Habakkuk is a representative of all who remain faithful and stand in the gap between unholiness and a Holy God, even if imperfectly.
What Habakkuk wants is righteous justice that will reveal God to the world as Sovereign King, powerful and able to bring all into His command. To rephrase the Newsboys, “I don’t want to follow a god I can lead around…”.
“Show yourself to the nations, Lord! Let them know you are the God Who is There.”
What does Habakkuk do as our representative?

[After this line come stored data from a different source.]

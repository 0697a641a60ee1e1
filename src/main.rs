mod cli;
mod decode;
mod error;
mod model;
mod orchestrator;
mod output;
mod parsers;
mod rc_config;
mod reader;
mod report;
mod source;

use std::process;

use clap::Parser;
use colored::control;
use tracing::debug;
use tracing_subscriber::EnvFilter;

use cli::Cli;
use decode::InputType;
use orchestrator::ParseOrchestrator;
use output::OutputFormat;
use rc_config::RcConfig;
use source::Source;

fn main() {
    let cli = Cli::parse();

    let cwd = std::env::current_dir().unwrap_or_default();
    let rc = match RcConfig::load(&cwd) {
        Ok(rc) => rc,
        Err(e) => {
            eprintln!("Error: {:#}", e);
            process::exit(2);
        }
    };

    init_logging(cli.verbose.max(rc.verbose.unwrap_or(0)));

    if cli.no_color || rc.no_color.unwrap_or(false) {
        control::set_override(false);
    }

    let type_name = cli
        .input_type
        .clone()
        .or(rc.input_type.clone())
        .unwrap_or_else(|| "xml".to_string());
    let input_type: InputType = match type_name.parse() {
        Ok(t) => t,
        Err(e) => {
            eprintln!("Error: {}", e);
            process::exit(2);
        }
    };

    let source = match (&cli.path, cli.clip) {
        (Some(path), _) => Source::File(path.clone()),
        (None, true) => Source::Clipboard,
        (None, false) => Source::Stdin,
    };
    debug!(?source, %input_type, "starting");

    let report = match source
        .acquire()
        .and_then(|raw| reader::read(&raw, input_type, &ParseOrchestrator::default()))
    {
        Ok(report) => report,
        Err(e) => {
            eprintln!("Error: {}", e);
            process::exit(2);
        }
    };

    let format = if cli.json || rc.json.unwrap_or(false) {
        OutputFormat::Json
    } else {
        OutputFormat::Terminal
    };
    output::print_report(&report, format);

    if !report.saml_is_valid() {
        process::exit(1);
    }
}

fn init_logging(verbosity: u8) {
    let level = match verbosity {
        0 => "warn",
        1 => "debug",
        _ => "trace",
    };
    let filter = EnvFilter::try_from_default_env()
        .unwrap_or_else(|_| EnvFilter::new(format!("{}={}", env!("CARGO_CRATE_NAME"), level)));

    tracing_subscriber::fmt()
        .with_env_filter(filter)
        .with_writer(std::io::stderr)
        .with_target(false)
        .init();
}
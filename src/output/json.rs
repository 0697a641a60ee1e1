use serde::Serialize;

use crate::report::DiagnosticReport;

#[derive(Serialize)]
struct JsonReport<'a> {
    version: &'static str,
    #[serde(flatten)]
    report: &'a DiagnosticReport,
}

pub fn render(report: &DiagnosticReport) -> serde_json::Result<String> {
    serde_json::to_string_pretty(&JsonReport {
        version: env!("CARGO_PKG_VERSION"),
        report,
    })
}

pub fn print(report: &DiagnosticReport) {
    match render(report) {
        Ok(json) => println!("{}", json),
        Err(e) => eprintln!("Failed to serialize JSON: {}", e),
    }
}
pub mod certificate;
pub mod har;
pub mod pattern;
pub mod standard;

use serde::Serialize;

use crate::model::saml_response::SamlResponse;

/// Which parser produced the SAML values, from most to least precise.
#[derive(Debug, Clone, Copy, PartialEq, Eq, Serialize)]
#[serde(rename_all = "lowercase")]
pub enum ParserTier {
    Strict,
    Relaxed,
    Regex,
}

impl std::fmt::Display for ParserTier {
    fn fmt(&self, f: &mut std::fmt::Formatter<'_>) -> std::fmt::Result {
        match self {
            ParserTier::Strict => write!(f, "strict"),
            ParserTier::Relaxed => write!(f, "relaxed"),
            ParserTier::Regex => write!(f, "regex"),
        }
    }
}

#[derive(Debug, Clone, PartialEq, Eq)]
pub enum ParseOutcome {
    Success(SamlResponse),
    EncryptedResponse,
    IsARequest,
    /// The document could not be read at all; the reason is for logging only.
    GenericFailure(String),
}

/// Result of a single parse attempt.
#[derive(Debug, Clone, PartialEq, Eq)]
pub struct ParseResult {
    pub outcome: ParseOutcome,
    /// The parser silently downgraded to its relaxed mode
    pub used_relaxed: bool,
}

impl ParseResult {
    pub fn new(outcome: ParseOutcome) -> Self {
        Self {
            outcome,
            used_relaxed: false,
        }
    }

    pub fn relaxed(outcome: ParseOutcome) -> Self {
        Self {
            outcome,
            used_relaxed: true,
        }
    }
}

/// A strategy for pulling SAML values out of decoded XML.
pub trait SamlParser: Send + Sync {
    /// Tier reported when this parser succeeds without relaxing itself.
    fn tier(&self) -> ParserTier;

    fn parse(&self, xml: &str) -> ParseResult;
}

/// Local part of a possibly prefixed XML name (`saml:Issuer` -> `Issuer`).
pub(crate) fn local_name(name: &[u8]) -> String {
    let full = String::from_utf8_lossy(name);
    full.rsplit(':').next().unwrap_or(&full).to_string()
}

/// Request message types share the `Request` suffix (`AuthnRequest`, `LogoutRequest`, ...).
pub(crate) fn is_request_element(local: &str) -> bool {
    local.ends_with("Request")
}
use tracing::debug;

use crate::decode::{decode, InputType};
use crate::error::InputError;
use crate::orchestrator::ParseOrchestrator;
use crate::report::DiagnosticReport;

/// Decode raw input and build its diagnostic report.
///
/// Decoding errors are returned unchanged; everything after decoding ends up
/// in the report.
pub fn read(
    raw: &str,
    input_type: InputType,
    orchestrator: &ParseOrchestrator,
) -> Result<DiagnosticReport, InputError> {
    let xml = decode(input_type, raw)?;
    debug!(%input_type, bytes = xml.len(), "decoded input");
    let resolution = orchestrator.resolve(&xml);
    Ok(DiagnosticReport::from_resolution(resolution))
}

#[cfg(test)]
mod tests {
    use super::*;
    use crate::parsers::ParserTier;
    use crate::report::{ENCRYPTED_ADVISORY, REQUEST_ADVISORY};

    const RESPONSE_XML: &str = include_str!("../tests/fixtures/response.xml");
    const RESPONSE_B64: &str = include_str!("../tests/fixtures/response.b64");
    const REQUEST_XML: &str = include_str!("../tests/fixtures/request.xml");
    const ENCRYPTED_HAR: &str = include_str!("../tests/fixtures/encrypted.har");
    const ENCRYPTED_XML: &str = include_str!("../tests/fixtures/encrypted.xml");
    const TRUNCATED_XML: &str = include_str!("../tests/fixtures/truncated.xml");
    const NO_CERT_XML: &str = include_str!("../tests/fixtures/no_cert.xml");

    fn report(raw: &str, input_type: InputType) -> DiagnosticReport {
        read(raw, input_type, &ParseOrchestrator::default()).unwrap()
    }

    #[test]
    fn base64_response_with_certificate() {
        let report = report(RESPONSE_B64, InputType::Base64);
        assert!(report.saml_is_valid());
        assert!(report.cert_is_valid());
        assert!(report.errors().is_empty());
        assert_eq!(report.parser_tier(), ParserTier::Strict);
    }

    #[test]
    fn xml_request_is_rejected() {
        let report = report(REQUEST_XML, InputType::Xml);
        assert!(!report.saml_is_valid());
        assert!(!report.cert_is_valid());
        assert_eq!(report.errors(), [REQUEST_ADVISORY.to_string()]);
    }

    #[test]
    fn har_with_encrypted_assertion() {
        let report = report(ENCRYPTED_HAR, InputType::Har);
        assert!(!report.saml_is_valid());
        assert!(!report.cert_is_valid());
        assert_eq!(report.errors(), [ENCRYPTED_ADVISORY.to_string()]);
    }

    #[test]
    fn encrypted_report_is_stable_across_runs() {
        let first = report(ENCRYPTED_XML, InputType::Xml);
        let second = report(ENCRYPTED_XML, InputType::Xml);
        assert_eq!(first, second);
    }

    #[test]
    fn truncated_xml_falls_back_to_regex() {
        let report = report(TRUNCATED_XML, InputType::Xml);
        assert!(report.saml_is_valid());
        assert_eq!(report.parser_tier(), ParserTier::Regex);
        assert!(report.errors()[0].contains("fallback 'regex' parser"));
        assert!(!report.cert_is_valid());
    }

    #[test]
    fn base64_and_xml_inputs_agree() {
        assert_eq!(
            report(RESPONSE_B64, InputType::Base64),
            report(RESPONSE_XML, InputType::Xml)
        );
    }

    #[test]
    fn missing_certificate_is_soft_error() {
        let report = report(NO_CERT_XML, InputType::Xml);
        assert!(report.saml_is_valid());
        assert!(!report.cert_is_valid());
        assert_eq!(report.errors().len(), 1);
        assert!(report.errors()[0].starts_with("Could not locate certificate"));
    }

    #[test]
    fn cert_never_valid_without_saml() {
        let inputs = [
            (RESPONSE_XML, InputType::Xml),
            (REQUEST_XML, InputType::Xml),
            (ENCRYPTED_XML, InputType::Xml),
            (TRUNCATED_XML, InputType::Xml),
            (NO_CERT_XML, InputType::Xml),
            ("plain text", InputType::Xml),
        ];
        for (raw, input_type) in inputs {
            let report = report(raw, input_type);
            assert!(!report.cert_is_valid() || report.saml_is_valid());
        }
    }

    #[test]
    fn decode_failure_is_returned_not_reported() {
        let err = read("%%%", InputType::Base64, &ParseOrchestrator::default()).unwrap_err();
        assert!(matches!(err, InputError::Base64(_)));
    }
}
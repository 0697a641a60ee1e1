use tracing::{debug, warn};

use crate::model::saml_response::SamlResponse;
use crate::parsers::pattern::PatternParser;
use crate::parsers::standard::StandardParser;
use crate::parsers::{ParseOutcome, ParserTier, SamlParser};

/// Terminal state of the tiered parse.
#[derive(Debug, Clone, PartialEq, Eq)]
pub enum Outcome {
    Parsed(SamlResponse),
    EncryptedResponse,
    IsARequest,
}

#[derive(Debug, Clone, PartialEq, Eq)]
pub struct Resolution {
    pub outcome: Outcome,
    pub tier: ParserTier,
}

/// Runs the primary parser and falls back to the secondary one only when the
/// primary could not read the document at all.
///
/// Encrypted responses and requests are final no matter which tier spotted
/// them.
pub struct ParseOrchestrator {
    primary: Box<dyn SamlParser>,
    fallback: Box<dyn SamlParser>,
}

impl Default for ParseOrchestrator {
    fn default() -> Self {
        Self::new(Box::new(StandardParser), Box::new(PatternParser))
    }
}

impl ParseOrchestrator {
    pub fn new(primary: Box<dyn SamlParser>, fallback: Box<dyn SamlParser>) -> Self {
        Self { primary, fallback }
    }

    pub fn resolve(&self, xml: &str) -> Resolution {
        let result = self.primary.parse(xml);
        let tier = match (result.used_relaxed, self.primary.tier()) {
            (true, ParserTier::Strict) => ParserTier::Relaxed,
            (_, tier) => tier,
        };
        debug!(%tier, outcome = outcome_name(&result.outcome), "primary parser finished");

        let reason = match result.outcome {
            ParseOutcome::Success(saml) => return Resolution::new(Outcome::Parsed(saml), tier),
            ParseOutcome::EncryptedResponse => {
                return Resolution::new(Outcome::EncryptedResponse, tier)
            }
            ParseOutcome::IsARequest => return Resolution::new(Outcome::IsARequest, tier),
            ParseOutcome::GenericFailure(reason) => reason,
        };

        let tier = self.fallback.tier();
        warn!(%reason, fallback = %tier, "XML parsing failed, falling back");

        let outcome = match self.fallback.parse(xml).outcome {
            ParseOutcome::Success(saml) => Outcome::Parsed(saml),
            ParseOutcome::EncryptedResponse => Outcome::EncryptedResponse,
            ParseOutcome::IsARequest => Outcome::IsARequest,
            ParseOutcome::GenericFailure(reason) => {
                // Nothing could be extracted; the resolver reports it as empty data.
                debug!(%reason, "fallback parser failed");
                Outcome::Parsed(SamlResponse::default())
            }
        };
        Resolution::new(outcome, tier)
    }
}

impl Resolution {
    fn new(outcome: Outcome, tier: ParserTier) -> Self {
        Self { outcome, tier }
    }
}

fn outcome_name(outcome: &ParseOutcome) -> &'static str {
    match outcome {
        ParseOutcome::Success(_) => "success",
        ParseOutcome::EncryptedResponse => "encrypted",
        ParseOutcome::IsARequest => "request",
        ParseOutcome::GenericFailure(_) => "failure",
    }
}

#[cfg(test)]
mod tests {
    use super::*;
    use crate::parsers::ParseResult;
    use std::sync::atomic::{AtomicUsize, Ordering};
    use std::sync::Arc;

    /// Parser returning a canned result and counting how often it ran.
    struct Canned {
        tier: ParserTier,
        result: ParseResult,
        calls: Arc<AtomicUsize>,
    }

    impl SamlParser for Canned {
        fn tier(&self) -> ParserTier {
            self.tier
        }

        fn parse(&self, _xml: &str) -> ParseResult {
            self.calls.fetch_add(1, Ordering::SeqCst);
            self.result.clone()
        }
    }

    fn canned(tier: ParserTier, result: ParseResult) -> (Box<dyn SamlParser>, Arc<AtomicUsize>) {
        let calls = Arc::new(AtomicUsize::new(0));
        let parser = Canned {
            tier,
            result,
            calls: calls.clone(),
        };
        (Box::new(parser), calls)
    }

    fn issuer_only() -> SamlResponse {
        SamlResponse {
            issuer: Some("https://idp.example.com".to_string()),
            ..Default::default()
        }
    }

    fn run(primary: ParseResult, fallback: ParseResult) -> (Resolution, usize) {
        let (primary, _) = canned(ParserTier::Strict, primary);
        let (fallback, fallback_calls) = canned(ParserTier::Regex, fallback);
        let resolution = ParseOrchestrator::new(primary, fallback).resolve("<xml/>");
        (resolution, fallback_calls.load(Ordering::SeqCst))
    }

    #[test]
    fn strict_success_stops_at_first_tier() {
        let (res, fallback_calls) = run(
            ParseResult::new(ParseOutcome::Success(issuer_only())),
            ParseResult::new(ParseOutcome::Success(SamlResponse::default())),
        );
        assert_eq!(res.tier, ParserTier::Strict);
        assert_eq!(res.outcome, Outcome::Parsed(issuer_only()));
        assert_eq!(fallback_calls, 0);
    }

    #[test]
    fn relaxed_success_is_labelled_relaxed() {
        let (res, fallback_calls) = run(
            ParseResult::relaxed(ParseOutcome::Success(issuer_only())),
            ParseResult::new(ParseOutcome::Success(SamlResponse::default())),
        );
        assert_eq!(res.tier, ParserTier::Relaxed);
        assert_eq!(fallback_calls, 0);
    }

    #[test]
    fn encryption_is_terminal() {
        let (res, fallback_calls) = run(
            ParseResult::new(ParseOutcome::EncryptedResponse),
            ParseResult::new(ParseOutcome::Success(issuer_only())),
        );
        assert_eq!(res.outcome, Outcome::EncryptedResponse);
        assert_eq!(res.tier, ParserTier::Strict);
        assert_eq!(fallback_calls, 0);
    }

    #[test]
    fn request_is_terminal_and_keeps_relaxed_label() {
        let (res, fallback_calls) = run(
            ParseResult::relaxed(ParseOutcome::IsARequest),
            ParseResult::new(ParseOutcome::Success(issuer_only())),
        );
        assert_eq!(res.outcome, Outcome::IsARequest);
        assert_eq!(res.tier, ParserTier::Relaxed);
        assert_eq!(fallback_calls, 0);
    }

    #[test]
    fn generic_failure_falls_back() {
        let (res, fallback_calls) = run(
            ParseResult::new(ParseOutcome::GenericFailure("broken".into())),
            ParseResult::new(ParseOutcome::Success(issuer_only())),
        );
        assert_eq!(res.tier, ParserTier::Regex);
        assert_eq!(res.outcome, Outcome::Parsed(issuer_only()));
        assert_eq!(fallback_calls, 1);
    }

    #[test]
    fn fallback_can_still_classify_encryption() {
        let (res, _) = run(
            ParseResult::new(ParseOutcome::GenericFailure("broken".into())),
            ParseResult::new(ParseOutcome::EncryptedResponse),
        );
        assert_eq!(res.outcome, Outcome::EncryptedResponse);
        assert_eq!(res.tier, ParserTier::Regex);
    }

    #[test]
    fn fallback_failure_becomes_empty_response() {
        let (res, _) = run(
            ParseResult::new(ParseOutcome::GenericFailure("broken".into())),
            ParseResult::new(ParseOutcome::GenericFailure("still broken".into())),
        );
        assert_eq!(res.outcome, Outcome::Parsed(SamlResponse::default()));
        assert_eq!(res.tier, ParserTier::Regex);
    }

    #[test]
    fn default_pipeline_falls_back_on_truncated_xml() {
        let xml = include_str!("../tests/fixtures/truncated.xml");
        let res = ParseOrchestrator::default().resolve(xml);
        assert_eq!(res.tier, ParserTier::Regex);
        assert!(matches!(res.outcome, Outcome::Parsed(ref saml) if saml.issuer.is_some()));
    }
}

We have already seen that he turns to God in his despondancy, taking his case directly to God in a secret place away from the din of the world. He sets his mind on God. He will judge the situation when he has heard from God Himself on the matter. Yet petition is not the end of intercession, but the beginning.
The Patience of Hope
In his commentary on Habakkuk, John Calvin makes a most crucial point: after making his case to God, Habakkuk remains on the watchtower of faith with the patience of hope. From out of the abysmal situation, hope arises in faith and waits…waits…waits.
What an important principle we have in this!
This is where our faith is tried, not out in the grit and press of the world, but here in the place integrity dwells–in secret prayer before Holy God.
Do I believe God even hears prayer? Am I willing and faith-filled enough to wait on God as long as it takes for him to act in answer to prayer?
The Purpose of Hope
Calvin further notes that Habakkuk was not waiting for a lightning bolt from heaven giving explanation or reasoning. Habakkuk was not waiting for a “Why?” or a “When?”.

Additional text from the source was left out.